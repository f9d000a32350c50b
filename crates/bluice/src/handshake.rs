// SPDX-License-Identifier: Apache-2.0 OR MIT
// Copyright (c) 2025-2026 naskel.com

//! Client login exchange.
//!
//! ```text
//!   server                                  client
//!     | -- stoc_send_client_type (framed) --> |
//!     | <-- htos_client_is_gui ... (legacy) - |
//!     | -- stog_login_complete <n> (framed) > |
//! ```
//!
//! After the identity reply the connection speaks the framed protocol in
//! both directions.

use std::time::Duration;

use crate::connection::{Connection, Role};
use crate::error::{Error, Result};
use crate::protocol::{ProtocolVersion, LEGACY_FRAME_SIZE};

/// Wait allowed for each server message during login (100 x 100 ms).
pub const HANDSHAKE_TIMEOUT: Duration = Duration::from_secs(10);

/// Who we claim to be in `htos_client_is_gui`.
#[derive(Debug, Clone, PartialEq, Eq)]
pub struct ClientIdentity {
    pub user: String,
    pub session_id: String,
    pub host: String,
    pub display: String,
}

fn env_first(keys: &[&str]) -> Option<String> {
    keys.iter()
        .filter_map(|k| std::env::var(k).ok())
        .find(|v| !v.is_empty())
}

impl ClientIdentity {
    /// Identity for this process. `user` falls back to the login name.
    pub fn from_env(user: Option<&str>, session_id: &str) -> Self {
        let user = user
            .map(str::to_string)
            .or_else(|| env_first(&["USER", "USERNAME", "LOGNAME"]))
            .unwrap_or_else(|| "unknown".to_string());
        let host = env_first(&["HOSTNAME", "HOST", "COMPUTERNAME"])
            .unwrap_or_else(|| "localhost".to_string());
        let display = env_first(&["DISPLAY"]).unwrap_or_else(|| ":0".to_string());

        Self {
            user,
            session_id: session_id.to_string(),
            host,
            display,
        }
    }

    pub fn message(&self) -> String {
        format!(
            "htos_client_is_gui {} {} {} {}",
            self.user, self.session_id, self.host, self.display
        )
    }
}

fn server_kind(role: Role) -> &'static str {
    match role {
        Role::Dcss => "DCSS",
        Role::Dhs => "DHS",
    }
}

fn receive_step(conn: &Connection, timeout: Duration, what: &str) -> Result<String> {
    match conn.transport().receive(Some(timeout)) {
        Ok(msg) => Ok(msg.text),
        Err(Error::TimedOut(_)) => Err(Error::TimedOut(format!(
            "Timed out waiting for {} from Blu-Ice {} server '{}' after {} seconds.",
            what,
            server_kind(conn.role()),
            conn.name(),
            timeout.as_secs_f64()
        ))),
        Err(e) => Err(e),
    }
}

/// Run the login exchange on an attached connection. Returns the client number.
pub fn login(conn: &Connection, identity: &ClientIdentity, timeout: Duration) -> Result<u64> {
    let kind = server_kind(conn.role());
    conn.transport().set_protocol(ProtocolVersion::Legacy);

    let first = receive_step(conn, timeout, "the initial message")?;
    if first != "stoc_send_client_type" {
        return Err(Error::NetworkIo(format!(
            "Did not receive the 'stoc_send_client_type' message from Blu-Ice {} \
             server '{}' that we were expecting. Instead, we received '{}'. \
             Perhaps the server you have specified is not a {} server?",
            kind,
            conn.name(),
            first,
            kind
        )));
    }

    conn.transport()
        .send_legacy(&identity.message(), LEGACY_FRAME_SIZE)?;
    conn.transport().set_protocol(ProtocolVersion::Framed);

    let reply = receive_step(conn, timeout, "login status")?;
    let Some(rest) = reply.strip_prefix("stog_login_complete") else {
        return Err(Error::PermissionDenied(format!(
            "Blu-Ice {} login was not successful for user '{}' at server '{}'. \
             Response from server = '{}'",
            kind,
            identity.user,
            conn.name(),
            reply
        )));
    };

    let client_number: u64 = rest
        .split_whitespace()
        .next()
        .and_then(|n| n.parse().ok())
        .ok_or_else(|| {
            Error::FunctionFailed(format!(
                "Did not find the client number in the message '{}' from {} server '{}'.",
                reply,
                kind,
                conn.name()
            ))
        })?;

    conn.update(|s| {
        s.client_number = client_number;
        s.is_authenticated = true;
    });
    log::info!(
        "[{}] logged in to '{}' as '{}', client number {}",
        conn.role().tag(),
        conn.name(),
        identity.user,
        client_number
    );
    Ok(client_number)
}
- - - - - - -
▶ _Activity_:
All the records above need to be output exactly, with none omitted.

▶ _Written response_:
repository f9d000a32350c50b
filename crates/bluice/src/handshake.rs
// SPDX-License-Identifier: Apache-2.0 OR MIT
// Copyright (c) 2025-2026 naskel.com

//! Client login exchange.
//!
//! ```text
//!   server                                  client
//!     | -- stoc_send_client_type (framed) --> |
//!     | <-- htos_client_is_gui ... (legacy) - |
//!     | -- stog_login_complete <n> (framed) > |
//! ```
//!
//! After the identity reply the connection speaks the framed protocol in
//! both directions.

use std::time::Duration;

use crate::connection::{Connection, Role};
use crate::error::{Error, Result};
use crate::protocol::{ProtocolVersion, LEGACY_FRAME_SIZE};

/// Wait allowed for each server message during login (100 x 100 ms).
pub const HANDSHAKE_TIMEOUT: Duration = Duration::from_secs(10);

/// Who we claim to be in `htos_client_is_gui`.
#[derive(Debug, Clone, PartialEq, Eq)]
pub struct ClientIdentity {
    pub user: String,
    pub session_id: String,
    pub host: String,
    pub display: String,
}

fn env_first(keys: &[&str]) -> Option<String> {
    keys.iter()
        .filter_map(|k| std::env::var(k).ok())
        .find(|v| !v.is_empty())
}

impl ClientIdentity {
    /// Identity for this process. `user` falls back to the login name.
    pub fn from_env(user: Option<&str>, session_id: &str) -> Self {
        let user = user
            .map(str::to_string)
            .or_else(|| env_first(&["USER", "USERNAME", "LOGNAME"]))
            .unwrap_or_else(|| "unknown".to_string());
        let host = env_first(&["HOSTNAME", "HOST", "COMPUTERNAME"])
            .unwrap_or_else(|| "localhost".to_string());
        let display = env_first(&["DISPLAY"]).unwrap_or_else(|| ":0".to_string());

        Self {
            user,
            session_id: session_id.to_string(),
            host,
            display,
        }
    }

    pub fn message(&self) -> String {
        format!(
            "htos_client_is_gui {} {} {} {}",
            self.user, self.session_id, self.host, self.display
        )
    }
}

fn server_kind(role: Role) -> &'static str {
    match role {
        Role::Dcss => "DCSS",
        Role::Dhs => "DHS",
    }
}

fn receive_step(conn: &Connection, timeout: Duration, what: &str) -> Result<String> {
    match conn.transport().receive(Some(timeout)) {
        Ok(msg) => Ok(msg.text),
        Err(Error::TimedOut(_)) => Err(Error::TimedOut(format!(
            "Timed out waiting for {} from Blu-Ice {} server '{}' after {} seconds.",
            what,
            server_kind(conn.role()),
            conn.name(),
            timeout.as_secs_f64()
        ))),
        Err(e) => Err(e),
    }
}

/// Run the login exchange on an attached connection. Returns the client number.
pub fn login(conn: &Connection, identity: &ClientIdentity, timeout: Duration) -> Result<u64> {
    let kind = server_kind(conn.role());
    conn.transport().set_protocol(ProtocolVersion::Legacy);

    let first = receive_step(conn, timeout, "the initial message")?;
    if first != "stoc_send_client_type" {
        return Err(Error::NetworkIo(format!(
            "Did not receive the 'stoc_send_client_type' message from Blu-Ice {} \
             server '{}' that we were expecting. Instead, we received '{}'. \
             Perhaps the server you have specified is not a {} server?",
            kind,
            conn.name(),
            first,
            kind
        )));
    }

    conn.transport()
        .send_legacy(&identity.message(), LEGACY_FRAME_SIZE)?;
    conn.transport().set_protocol(ProtocolVersion::Framed);

    let reply = receive_step(conn, timeout, "login status")?;
    let Some(rest) = reply.strip_prefix("stog_login_complete") else {
        return Err(Error::PermissionDenied(format!(
            "Blu-Ice {} login was not successful for user '{}' at server '{}'. \
             Response from server = '{}'",
            kind,
            identity.user,
            conn.name(),
            reply
        )));
    };

    let client_number: u64 = rest
        .split_whitespace()
        .next()
        .and_then(|n| n.parse().ok())
        .ok_or_else(|| {
            Error::FunctionFailed(format!(
                "Did not find the client number in the message '{}' from {} server '{}'.",
                reply,
                kind,
                conn.name()
            ))
        })?;

    conn.update(|s| {
        s.client_number = client_number;
        s.is_authenticated = true;
    });
    log::info!(
        "[{}] logged in to '{}' as '{}', client number {}",
        conn.role().tag(),
        conn.name(),
        identity.user,
        client_number
    );
    Ok(client_number)
}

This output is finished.